[Saved entries]
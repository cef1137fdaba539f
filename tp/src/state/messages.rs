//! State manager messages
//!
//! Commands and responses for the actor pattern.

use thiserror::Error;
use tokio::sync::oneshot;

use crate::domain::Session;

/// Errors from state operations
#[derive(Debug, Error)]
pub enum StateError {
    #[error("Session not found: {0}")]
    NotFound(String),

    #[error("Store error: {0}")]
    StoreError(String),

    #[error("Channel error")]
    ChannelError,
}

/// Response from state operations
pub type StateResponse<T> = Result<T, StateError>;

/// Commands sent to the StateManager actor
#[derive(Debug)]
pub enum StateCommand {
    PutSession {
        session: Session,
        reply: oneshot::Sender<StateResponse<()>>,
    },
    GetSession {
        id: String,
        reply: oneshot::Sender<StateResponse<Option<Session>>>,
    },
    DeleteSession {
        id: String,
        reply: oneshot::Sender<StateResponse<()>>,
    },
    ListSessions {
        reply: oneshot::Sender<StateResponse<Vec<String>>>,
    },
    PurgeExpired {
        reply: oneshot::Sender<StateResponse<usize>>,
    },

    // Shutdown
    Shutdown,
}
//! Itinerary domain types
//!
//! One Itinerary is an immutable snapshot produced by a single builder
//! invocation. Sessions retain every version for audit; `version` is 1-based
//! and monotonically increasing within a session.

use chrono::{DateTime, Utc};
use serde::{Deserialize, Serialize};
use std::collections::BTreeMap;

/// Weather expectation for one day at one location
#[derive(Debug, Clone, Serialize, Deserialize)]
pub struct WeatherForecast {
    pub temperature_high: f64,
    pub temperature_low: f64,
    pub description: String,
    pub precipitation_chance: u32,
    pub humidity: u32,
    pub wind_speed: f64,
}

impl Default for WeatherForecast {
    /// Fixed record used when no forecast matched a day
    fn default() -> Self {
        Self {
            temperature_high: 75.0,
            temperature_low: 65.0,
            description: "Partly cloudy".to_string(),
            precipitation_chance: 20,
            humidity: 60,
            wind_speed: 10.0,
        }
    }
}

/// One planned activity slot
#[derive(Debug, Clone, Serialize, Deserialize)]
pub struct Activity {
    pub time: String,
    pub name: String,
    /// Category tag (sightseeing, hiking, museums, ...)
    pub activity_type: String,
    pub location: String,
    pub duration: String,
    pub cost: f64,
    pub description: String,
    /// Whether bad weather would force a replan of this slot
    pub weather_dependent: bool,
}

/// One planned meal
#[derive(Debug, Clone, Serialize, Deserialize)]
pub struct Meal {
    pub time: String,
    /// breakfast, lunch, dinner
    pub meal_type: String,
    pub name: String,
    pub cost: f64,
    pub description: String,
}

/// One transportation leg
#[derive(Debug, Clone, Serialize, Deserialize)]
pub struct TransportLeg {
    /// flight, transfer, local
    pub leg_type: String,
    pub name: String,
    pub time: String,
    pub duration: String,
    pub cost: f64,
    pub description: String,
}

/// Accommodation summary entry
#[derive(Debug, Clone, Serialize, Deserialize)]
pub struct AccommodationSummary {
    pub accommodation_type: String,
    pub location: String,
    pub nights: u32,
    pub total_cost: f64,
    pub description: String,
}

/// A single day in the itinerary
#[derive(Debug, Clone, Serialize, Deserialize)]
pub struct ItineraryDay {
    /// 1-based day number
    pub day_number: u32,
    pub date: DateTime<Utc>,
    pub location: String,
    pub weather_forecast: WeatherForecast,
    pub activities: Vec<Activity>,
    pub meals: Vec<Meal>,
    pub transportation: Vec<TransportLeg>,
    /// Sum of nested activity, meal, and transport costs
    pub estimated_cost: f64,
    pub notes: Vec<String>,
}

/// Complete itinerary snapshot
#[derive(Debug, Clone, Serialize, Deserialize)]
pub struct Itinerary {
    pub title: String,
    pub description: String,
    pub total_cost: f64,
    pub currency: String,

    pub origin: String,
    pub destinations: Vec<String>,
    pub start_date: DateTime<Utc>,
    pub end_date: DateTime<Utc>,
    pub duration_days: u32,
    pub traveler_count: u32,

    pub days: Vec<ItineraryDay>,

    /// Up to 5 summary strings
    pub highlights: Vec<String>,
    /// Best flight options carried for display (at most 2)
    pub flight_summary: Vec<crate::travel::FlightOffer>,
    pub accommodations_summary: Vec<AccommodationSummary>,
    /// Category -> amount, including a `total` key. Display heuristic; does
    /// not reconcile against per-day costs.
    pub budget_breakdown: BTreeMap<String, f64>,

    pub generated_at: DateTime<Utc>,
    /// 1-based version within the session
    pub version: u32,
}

GOAL OF THE EXERCISE: Reproduce the records above line by line, without any change, up to and including the line that holds "pub enum StateError".

YOUR SOLUTION:
repository cef1137fdaba539f
filename tp/src/state/messages.rs
//! State manager messages
//!
//! Commands and responses for the actor pattern.

use thiserror::Error;
use tokio::sync::oneshot;

use crate::domain::Session;

/// Errors from state operations
#[derive(Debug, Error)]
pub enum StateError {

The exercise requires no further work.